Financial Fraud Action UK (FFA UK) claims that there has been a significant rise in incidents of the scam in recent weeks in both the UK and the UK, with several British SMEs reporting having lost sums of between £10,000 and £20,000.
In the scam, fraudsters obtain publicly available details about businesses, such as the staff names and email addresses, and use software to send fake emails to finance staff purporting to be from senior managers.
The email typically requests that an urgent payment is made outside of normal procedures, often giving a pressing reason such as the need to secure an important contract. However, the account to which the payment is made is in fact controlled by the fraudster, who quickly withdraws the funds.
The scam has been dubbed ‘whaling’ because it targets one specific victim, as opposed to the scattergun approach of ‘phishing’ fraud.

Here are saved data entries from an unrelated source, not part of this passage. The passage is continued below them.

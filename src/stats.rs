use crate::types::{EnrichedRecord, LogType};
use std::collections::BTreeMap;
use tracing::info;

/// Running totals over the records written in one run.
#[derive(Debug, Clone, Default, PartialEq)]
pub struct PipelineStats {
    pub total: u64,
    pub by_log_type: BTreeMap<LogType, u64>,
    pub unclassified: u64,
    pub by_workflow: BTreeMap<String, WorkflowStats>,
}

#[derive(Debug, Clone, Default, PartialEq)]
pub struct WorkflowStats {
    pub records: u64,
    pub errors: u64,
    pub durations_seen: u64,
    pub total_duration_seconds: f64,
}

impl PipelineStats {
    pub fn record(&mut self, record: &EnrichedRecord) {
        self.total += 1;
        match record.log_type {
            Some(t) => *self.by_log_type.entry(t).or_default() += 1,
            None => self.unclassified += 1,
        }

        if let Some(workflow) = &record.workflow_name {
            let wf = self.by_workflow.entry(workflow.clone()).or_default();
            wf.records += 1;
            if record.log_type == Some(LogType::Error) {
                wf.errors += 1;
            }
            if let Some(secs) = record.duration_seconds {
                wf.durations_seen += 1;
                wf.total_duration_seconds += secs;
            }
        }
    }

    pub fn count(&self, log_type: LogType) -> u64 {
        self.by_log_type.get(&log_type).copied().unwrap_or(0)
    }

    pub fn log_summary(&self) {
        info!(
            "Enriched {} records: {} timing, {} completion, {} error, {} progress, {} unclassified",
            self.total,
            self.count(LogType::Timing),
            self.count(LogType::Completion),
            self.count(LogType::Error),
            self.count(LogType::Progress),
            self.unclassified
        );
        for (name, wf) in &self.by_workflow {
            info!(
                "  {}: {} records, {} errors, {:.1}s across {} timed lines",
                name, wf.records, wf.errors, wf.total_duration_seconds, wf.durations_seen
            );
        }
    }
}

Katy Worobec, Director of FFA UK, said: ‘Fraudsters will do all they can to make these scam emails look genuine, so it’s important for businesses to be alert. While an urgent request from the boss might naturally prompt a swift response, it should in fact be a warning sign of a potential scam. That’s why it’s vital that finance teams carefully check any unusual demands for payment through an alternative method, such as over the phone or face to face, before making the payment.’
FFA UK has issued the following advice to businesses, particularly staff in finance and accounts departments:
- Always check any unusual payment requests directly, ideally in person or by telephone, to confirm the instruction is genuine. Do not use contact details from the email.
- Establish a documented internal process for requesting and authorising all payments and be suspicious of any request to make a payment outside of the company’s standard process.
- Be cautious about any unexpected emails which request urgent bank transfers, even if the message appears to have originated from someone from your own organisation.
- Ensure email passwords are robust.
- Consider whether the email contains unusual language or is written in different style to other emails from the sender.